Aortic valve gradients were reduced at 1 year for all patients compared with baseline, but they were higher for those undergoing redo compared with native TAVI (15 vs 12 mm Hg; P < 0.0001). Additionally, the rates of moderate or severe aortic regurgitation at 1 year were similar in the two groups (1.8% vs 3.3%; P = 0.18).

Redo TAVI was associated with similar improvements in quality of life. For instance, there was no difference in the proportion of redo or native TAVI patients who were considered NYHA class III or IV at both 30 days and 1 year. Also, while the mean Kansas City Cardiomyopathy Questionnaire overall summary score was higher after native TAVI than redo procedures, this metric showed sustained improvement over time for all patients at both 30 days and 1 year.

Finally, the incidence of death or stroke after redo TAVI did not seem related to the timing of redo TAVI or index transcatheter valve type, but rather baseline surgical risk.

Notably, the authors acknowledge that “the patient population might represent a select cohort of patients who were either high risk for surgery or anatomically more favorable for redo TAVR.”

Limitations, Future Directions

Commenting on the study for TCTMD, John Webb, MD (St.
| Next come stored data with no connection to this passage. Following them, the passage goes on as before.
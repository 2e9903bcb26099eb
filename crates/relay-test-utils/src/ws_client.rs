//! Minimal WebSocket client for end-to-end relay tests.

use futures::{SinkExt, StreamExt};
use std::time::Duration;
use tokio::net::TcpStream;
use tokio_tungstenite::tungstenite::protocol::frame::coding::CloseCode;
use tokio_tungstenite::tungstenite::Message;
use tokio_tungstenite::{connect_async, MaybeTlsStream, WebSocketStream};

/// How long a receive waits before failing the test.
pub const WS_RECEIVE_TIMEOUT: Duration = Duration::from_secs(5);

/// What the server did with the socket, as seen by the client.
#[derive(Debug, Clone, PartialEq, Eq)]
pub enum WsEvent {
    Text(String),
    /// Close frame with its code, if any.
    Closed(Option<u16>),
}

/// A connected relay client.
pub struct WsClient {
    stream: WebSocketStream<MaybeTlsStream<TcpStream>>,
}

impl WsClient {
    /// Connect to `url` (e.g. `ws://127.0.0.1:1234/bbService`).
    pub async fn connect(url: &str) -> Result<Self, anyhow::Error> {
        let (stream, _response) = connect_async(url)
            .await
            .map_err(|e| anyhow::anyhow!("Failed to connect to {}: {}", url, e))?;
        Ok(Self { stream })
    }

    /// Send a text frame.
    pub async fn send_text(&mut self, text: &str) {
        self.stream
            .send(Message::Text(text.to_string()))
            .await
            .expect("failed to send text frame");
    }

    /// Send a binary frame.
    pub async fn send_binary(&mut self, bytes: Vec<u8>) {
        self.stream
            .send(Message::Binary(bytes))
            .await
            .expect("failed to send binary frame");
    }

    /// Next text or close, skipping control frames. Panics on timeout.
    pub async fn next_event(&mut self) -> WsEvent {
        self.next_event_within(WS_RECEIVE_TIMEOUT)
            .await
            .unwrap_or_else(|| panic!("no frame within {WS_RECEIVE_TIMEOUT:?}"))
    }

    /// Next text or close within `wait`; `None` if nothing arrived.
    pub async fn next_event_within(&mut self, wait: Duration) -> Option<WsEvent> {
        let deadline = tokio::time::Instant::now() + wait;
        loop {
            let frame = tokio::time::timeout_at(deadline, self.stream.next())
                .await
                .ok()?;
            match frame {
                Some(Ok(Message::Text(text))) => return Some(WsEvent::Text(text)),
                Some(Ok(Message::Close(frame))) => {
                    return Some(WsEvent::Closed(frame.map(|f| u16::from(f.code))))
                }
                Some(Ok(_)) => continue,
                Some(Err(_)) | None => return Some(WsEvent::Closed(None)),
            }
        }
    }

    /// Next text frame. Panics if the socket closes or times out instead.
    pub async fn next_text(&mut self) -> String {
        match self.next_event().await {
            WsEvent::Text(text) => text,
            WsEvent::Closed(code) => panic!("expected text, socket closed with {code:?}"),
        }
    }

    /// Assert that no text arrives within `wait`.
    pub async fn expect_silence(&mut self, wait: Duration) {
        if let Some(WsEvent::Text(text)) = self.next_event_within(wait).await {
            panic!("expected no message, got {text:?}");
        }
    }

    /// Wait for the server to close the socket and return the close code.
    pub async fn expect_closed(&mut self) -> Option<u16> {
        loop {
            match self.next_event().await {
                WsEvent::Closed(code) => return code,
                WsEvent::Text(_) => continue,
            }
        }
    }

    /// Close the socket from the client side.
    pub async fn close(mut self) {
        let _ = self
            .stream
            .close(Some(
                tokio_tungstenite::tungstenite::protocol::CloseFrame {
                    code: CloseCode::Normal,
                    reason: "bye".into(),
                },
            ))
            .await;
    }
}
Paul's Hospital, Vancouver, Canada), agreed that its biggest limitation is “that these are very selected patients.” Much remains unanswered about redo TAVI in patients with small annuli or those with long expected life spans, he added.

“We would hope that TAVR valves would last an average of 10 years, but in these patients, the average time that the valve lasted was just 2-and-a-half years,” Webb said. “So this says something about this patient population. It's difficult to apply it to patients who have late failure.”
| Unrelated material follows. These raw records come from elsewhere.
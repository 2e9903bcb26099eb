//! The relay core: connection registry, admission gate, and fan-out.
//!
//! # Ownership
//!
//! ```text
//! BroadcastHub (one per process, Arc-shared)
//! ├── ConnectionRegistry   (Mutex<HashMap<ConnectionId, ConnectionHandle>>)
//! └── Arc<dyn TicketService>
//!
//! connection task (one per socket)
//! └── ConnectionSession
//!     ├── ConnectionHandle (clone also held by the registry)
//!     └── AdmissionGate    (owned, never shared)
//! ```
//!
//! The registry is the only cross-task state. Admission state lives in the
//! session and is only touched by the task that owns it.

pub mod broadcast;
pub mod connection;
pub mod gate;
pub mod registry;

pub use broadcast::{BroadcastHub, ConnectionSession, FanOutReport, MessageDisposition};
pub use connection::{CloseReason, ConnectionHandle, Outbound};
pub use gate::{AdmissionGate, AdmissionState, GateOutcome, RejectReason};
pub use registry::ConnectionRegistry;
Nevertheless, Webb said the results are in line with what has been seen before but are enhanced by a larger population, “more-rigorous” methodology, and real-world design.

Because the study doesn’t provide any information about late outcomes, “we don't really know if this is an ideal long-term strategy for patients, [but] it is certainly a reasonable short-term or midterm strategy for patients,” Webb added. “At this time, this doesn't prove equivalence to surgery but it probably does represent a preferred strategy in most patients who have failure of transcatheter valves as opposed to explanting the valves.”
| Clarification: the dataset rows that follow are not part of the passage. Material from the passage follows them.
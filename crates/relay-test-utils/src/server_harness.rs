//! Test server harness for E2E testing
//!
//! Provides `TestRelayServer` for spawning real relay instances in tests.

use crate::mock_tickets::MockTicketService;
use relay_service::config::DEFAULT_ACK_MESSAGE;
use relay_service::hub::BroadcastHub;
use relay_service::observability::HealthState;
use relay_service::routes::{self, AppState, WS_PATH};
use relay_service::tickets::TicketService;
use relay_service::transport::TransportSettings;
use std::net::SocketAddr;
use std::sync::Arc;
use std::time::Duration;
use tokio::task::JoinHandle;
use tokio_util::sync::CancellationToken;

/// Test harness for spawning the relay in E2E tests.
///
/// # Example
/// ```rust,ignore
/// #[tokio::test]
/// async fn test_getticket_e2e() -> Result<(), anyhow::Error> {
///     let server = TestRelayServer::spawn(Arc::new(MockTicketService::new())).await?;
///
///     let body: serde_json::Value = reqwest::get(format!("{}/getticket", server.url()))
///         .await?
///         .json()
///         .await?;
///
///     assert_eq!(body["ticket"], 1);
///     Ok(())
/// }
/// ```
pub struct TestRelayServer {
    addr: SocketAddr,
    hub: Arc<BroadcastHub>,
    tickets: Arc<MockTicketService>,
    health: Arc<HealthState>,
    shutdown: CancellationToken,
    _handle: JoinHandle<()>,
}

impl TestRelayServer {
    /// Spawn a relay backed by `tickets` with default transport settings.
    pub async fn spawn(tickets: Arc<MockTicketService>) -> Result<Self, anyhow::Error> {
        Self::spawn_with_settings(
            tickets,
            TransportSettings {
                send_queue_capacity: 64,
                send_timeout: Duration::from_secs(2),
            },
        )
        .await
    }

    /// Spawn a relay with explicit transport settings.
    ///
    /// The server will:
    /// - Bind to a random available port (127.0.0.1:0)
    /// - Start the HTTP + WebSocket server in the background
    /// - Report ready on `/ready`
    pub async fn spawn_with_settings(
        tickets: Arc<MockTicketService>,
        transport: TransportSettings,
    ) -> Result<Self, anyhow::Error> {
        let dyn_tickets: Arc<dyn TicketService> = tickets.clone();
        let hub = Arc::new(BroadcastHub::new(
            Arc::clone(&dyn_tickets),
            DEFAULT_ACK_MESSAGE,
        ));
        let health = Arc::new(HealthState::new());
        let shutdown = CancellationToken::new();

        let state = Arc::new(AppState {
            hub: Arc::clone(&hub),
            tickets: dyn_tickets,
            health: Arc::clone(&health),
            transport,
            shutdown: shutdown.clone(),
        });

        // Build routes using the relay's real route builder
        let app = routes::build_routes(state, None);

        // Bind to random port
        let listener = tokio::net::TcpListener::bind("127.0.0.1:0")
            .await
            .map_err(|e| anyhow::anyhow!("Failed to bind test server: {}", e))?;

        let addr = listener
            .local_addr()
            .map_err(|e| anyhow::anyhow!("Failed to get local address: {}", e))?;

        // Spawn server in background
        let handle = tokio::spawn(async move {
            if let Err(e) = axum::serve(listener, app).await {
                eprintln!("Test server error: {}", e);
            }
        });

        health.set_ready();

        Ok(Self {
            addr,
            hub,
            tickets,
            health,
            shutdown,
            _handle: handle,
        })
    }

    /// Get the base URL of the test server.
    pub fn url(&self) -> String {
        format!("http://{}", self.addr)
    }

    /// Get the relay WebSocket URL.
    pub fn ws_url(&self) -> String {
        format!("ws://{}{}", self.addr, WS_PATH)
    }

    /// Get the socket address.
    pub fn addr(&self) -> SocketAddr {
        self.addr
    }

    pub fn hub(&self) -> &Arc<BroadcastHub> {
        &self.hub
    }

    pub fn tickets(&self) -> &Arc<MockTicketService> {
        &self.tickets
    }

    pub fn health(&self) -> &Arc<HealthState> {
        &self.health
    }

    /// Cancel every open relay connection, as server shutdown does.
    pub fn cancel_connections(&self) {
        self.shutdown.cancel();
    }

    /// Wait until the hub has exactly `count` registered connections.
    pub async fn wait_for_connections(&self, count: usize) {
        let deadline = tokio::time::Instant::now() + Duration::from_secs(5);
        while self.hub.connection_count() != count {
            if tokio::time::Instant::now() >= deadline {
                panic!(
                    "expected {count} connections, hub has {}",
                    self.hub.connection_count()
                );
            }
            tokio::time::sleep(Duration::from_millis(10)).await;
        }
    }
}

impl Drop for TestRelayServer {
    fn drop(&mut self) {
        // Stop open relay connections and the HTTP server task.
        self.shutdown.cancel();
        self._handle.abort();
    }
}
Grubb noted the “huge improvement” in valve durability over the course of the study, and called that a “good sign.”

She continued: “There is still a lot we need to learn, but so far, what this suggests is that in this real-world cohort of patients, the heart teams are doing a great job, and that has to be emphasized in terms of selecting patients and safely doing the operation.”

However, Grubb did express concern at the proportion of patients left with residual gradients after redo TAVI (18.4% had mean transaortic gradients of at least 20 mm Hg at discharge). “Is that a signal that these valves are going to fail even sooner? Well, that is still for us to learn, but it is certainly something we should keep an eye on and figure out which combinations of valves will give these patients the best lifetime management,” she said.

Ultimately, the biggest limitation of the study is that the data lack the granularity to be able to provide “the true denominator, which is how many patients came with failed TAVRs that were turned down,” Grubb said.

Going forward, she would like to see other valves studied so that “we can truly decide what is the best second valve for these patients.” After that, a looming open question is: “How do we plan from the first valve what the second valve is?” This might involve CT imaging, advanced planning, or even simulation technology, according to Grubb.

“Certainly, technology will change as we go forward, but this gives us an early signal that we are going to be able to offer TAV-in-TAV safely,” she said.

  • The study was funded by Edwards Lifesciences.
  • Makkar reports serving as a consultant for and receiving research grants from Edwards Lifesciences, Abbott, Medtronic, and Boston Scientific.
  • Webb reports serving as a consultant to Edwards Lifesciences.
  • Grubb reports no relevant conflicts of interest.